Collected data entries
───
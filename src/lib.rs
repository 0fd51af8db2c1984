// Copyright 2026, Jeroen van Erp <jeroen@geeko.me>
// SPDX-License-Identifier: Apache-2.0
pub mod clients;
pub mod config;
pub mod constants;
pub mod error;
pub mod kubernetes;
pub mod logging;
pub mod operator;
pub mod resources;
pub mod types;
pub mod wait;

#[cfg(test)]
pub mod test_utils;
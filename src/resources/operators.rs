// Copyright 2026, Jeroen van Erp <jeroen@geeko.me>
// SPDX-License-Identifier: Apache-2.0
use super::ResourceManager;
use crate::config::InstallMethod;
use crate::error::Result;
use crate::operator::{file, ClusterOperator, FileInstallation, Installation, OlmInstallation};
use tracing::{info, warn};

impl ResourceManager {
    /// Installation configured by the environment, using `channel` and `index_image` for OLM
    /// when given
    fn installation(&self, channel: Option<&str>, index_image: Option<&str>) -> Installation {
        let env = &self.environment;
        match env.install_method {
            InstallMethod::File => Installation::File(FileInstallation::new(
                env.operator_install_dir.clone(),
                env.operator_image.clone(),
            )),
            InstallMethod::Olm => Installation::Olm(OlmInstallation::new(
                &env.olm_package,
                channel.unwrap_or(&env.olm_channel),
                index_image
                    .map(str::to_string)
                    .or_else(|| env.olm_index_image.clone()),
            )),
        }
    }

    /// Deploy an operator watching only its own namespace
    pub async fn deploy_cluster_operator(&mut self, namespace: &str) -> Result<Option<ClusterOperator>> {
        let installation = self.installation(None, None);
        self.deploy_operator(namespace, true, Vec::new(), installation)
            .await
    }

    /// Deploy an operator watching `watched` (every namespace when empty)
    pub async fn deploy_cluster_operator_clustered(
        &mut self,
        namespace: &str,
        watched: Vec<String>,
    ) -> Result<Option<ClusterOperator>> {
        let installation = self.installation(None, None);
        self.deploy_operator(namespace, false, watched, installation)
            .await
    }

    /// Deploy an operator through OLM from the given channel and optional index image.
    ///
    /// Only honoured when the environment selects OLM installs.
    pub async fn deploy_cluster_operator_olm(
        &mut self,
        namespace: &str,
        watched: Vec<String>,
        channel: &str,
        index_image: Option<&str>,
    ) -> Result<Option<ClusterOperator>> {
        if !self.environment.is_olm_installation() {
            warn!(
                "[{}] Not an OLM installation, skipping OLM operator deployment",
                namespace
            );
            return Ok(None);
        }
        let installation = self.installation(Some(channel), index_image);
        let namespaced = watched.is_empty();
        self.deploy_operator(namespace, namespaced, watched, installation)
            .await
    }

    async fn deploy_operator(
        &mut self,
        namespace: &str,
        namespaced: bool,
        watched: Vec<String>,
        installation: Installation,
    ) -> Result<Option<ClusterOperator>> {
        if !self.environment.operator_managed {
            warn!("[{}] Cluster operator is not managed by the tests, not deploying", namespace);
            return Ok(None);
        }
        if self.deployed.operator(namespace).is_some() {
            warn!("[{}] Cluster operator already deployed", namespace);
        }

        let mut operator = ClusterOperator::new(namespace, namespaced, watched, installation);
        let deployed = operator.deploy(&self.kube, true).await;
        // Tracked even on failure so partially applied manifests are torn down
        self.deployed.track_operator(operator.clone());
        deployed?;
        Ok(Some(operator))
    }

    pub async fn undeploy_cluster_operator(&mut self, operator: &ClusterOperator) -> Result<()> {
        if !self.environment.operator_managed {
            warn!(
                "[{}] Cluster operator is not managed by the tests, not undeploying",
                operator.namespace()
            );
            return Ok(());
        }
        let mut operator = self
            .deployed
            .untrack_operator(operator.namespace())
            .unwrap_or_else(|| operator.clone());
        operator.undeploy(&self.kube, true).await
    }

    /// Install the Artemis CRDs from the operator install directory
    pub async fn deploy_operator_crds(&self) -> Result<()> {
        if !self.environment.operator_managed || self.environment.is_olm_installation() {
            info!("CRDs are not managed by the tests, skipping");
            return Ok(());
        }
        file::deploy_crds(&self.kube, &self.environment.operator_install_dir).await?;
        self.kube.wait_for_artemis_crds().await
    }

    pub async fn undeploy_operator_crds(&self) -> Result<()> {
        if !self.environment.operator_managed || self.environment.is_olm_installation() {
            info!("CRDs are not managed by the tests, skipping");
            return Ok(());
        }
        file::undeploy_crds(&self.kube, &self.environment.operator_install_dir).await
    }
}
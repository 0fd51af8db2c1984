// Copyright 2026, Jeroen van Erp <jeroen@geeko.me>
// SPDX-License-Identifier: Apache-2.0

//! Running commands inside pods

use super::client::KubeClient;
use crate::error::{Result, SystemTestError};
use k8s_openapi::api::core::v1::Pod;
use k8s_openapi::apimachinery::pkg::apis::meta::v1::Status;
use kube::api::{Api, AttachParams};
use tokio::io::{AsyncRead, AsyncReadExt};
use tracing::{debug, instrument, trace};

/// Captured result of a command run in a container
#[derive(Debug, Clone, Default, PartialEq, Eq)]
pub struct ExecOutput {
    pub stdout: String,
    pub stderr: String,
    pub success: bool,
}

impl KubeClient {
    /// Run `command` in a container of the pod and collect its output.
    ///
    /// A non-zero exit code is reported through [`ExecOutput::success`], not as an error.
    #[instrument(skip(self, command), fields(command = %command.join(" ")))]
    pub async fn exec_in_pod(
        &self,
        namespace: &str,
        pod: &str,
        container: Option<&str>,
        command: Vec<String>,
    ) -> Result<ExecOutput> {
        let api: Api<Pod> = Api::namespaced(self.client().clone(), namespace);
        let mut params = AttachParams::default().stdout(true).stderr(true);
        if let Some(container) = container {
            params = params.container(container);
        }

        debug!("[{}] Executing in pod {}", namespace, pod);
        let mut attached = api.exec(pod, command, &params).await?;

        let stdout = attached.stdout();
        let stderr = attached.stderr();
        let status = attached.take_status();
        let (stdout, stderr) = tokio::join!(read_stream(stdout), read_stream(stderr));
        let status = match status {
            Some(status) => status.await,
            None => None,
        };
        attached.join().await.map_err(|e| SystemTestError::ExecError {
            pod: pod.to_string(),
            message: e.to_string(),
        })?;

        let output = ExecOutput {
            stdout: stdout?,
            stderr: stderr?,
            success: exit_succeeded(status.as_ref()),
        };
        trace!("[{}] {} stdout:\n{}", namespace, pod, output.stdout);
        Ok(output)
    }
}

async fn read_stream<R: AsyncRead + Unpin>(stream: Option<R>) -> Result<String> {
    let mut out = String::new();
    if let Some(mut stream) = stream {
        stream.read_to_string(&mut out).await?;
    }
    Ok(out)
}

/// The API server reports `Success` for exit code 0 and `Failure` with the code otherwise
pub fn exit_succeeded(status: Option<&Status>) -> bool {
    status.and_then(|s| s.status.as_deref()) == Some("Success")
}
───
■ Exercise
Write out again, exactly as they appear above, the lines from the one containing "let mut params" to the final line, and only those.

■ Response to this task
        let mut params = AttachParams::default().stdout(true).stderr(true);
        if let Some(container) = container {
            params = params.container(container);
        }

        debug!("[{}] Executing in pod {}", namespace, pod);
        let mut attached = api.exec(pod, command, &params).await?;

        let stdout = attached.stdout();
        let stderr = attached.stderr();
        let status = attached.take_status();
        let (stdout, stderr) = tokio::join!(read_stream(stdout), read_stream(stderr));
        let status = match status {
            Some(status) => status.await,
            None => None,
        };
        attached.join().await.map_err(|e| SystemTestError::ExecError {
            pod: pod.to_string(),
            message: e.to_string(),
        })?;

        let output = ExecOutput {
            stdout: stdout?,
            stderr: stderr?,
            success: exit_succeeded(status.as_ref()),
        };
        trace!("[{}] {} stdout:\n{}", namespace, pod, output.stdout);
        Ok(output)
    }
}

async fn read_stream<R: AsyncRead + Unpin>(stream: Option<R>) -> Result<String> {
    let mut out = String::new();
    if let Some(mut stream) = stream {
        stream.read_to_string(&mut out).await?;
    }
    Ok(out)
}

/// The API server reports `Success` for exit code 0 and `Failure` with the code otherwise
pub fn exit_succeeded(status: Option<&Status>) -> bool {
    status.and_then(|s| s.status.as_deref()) == Some("Success")
}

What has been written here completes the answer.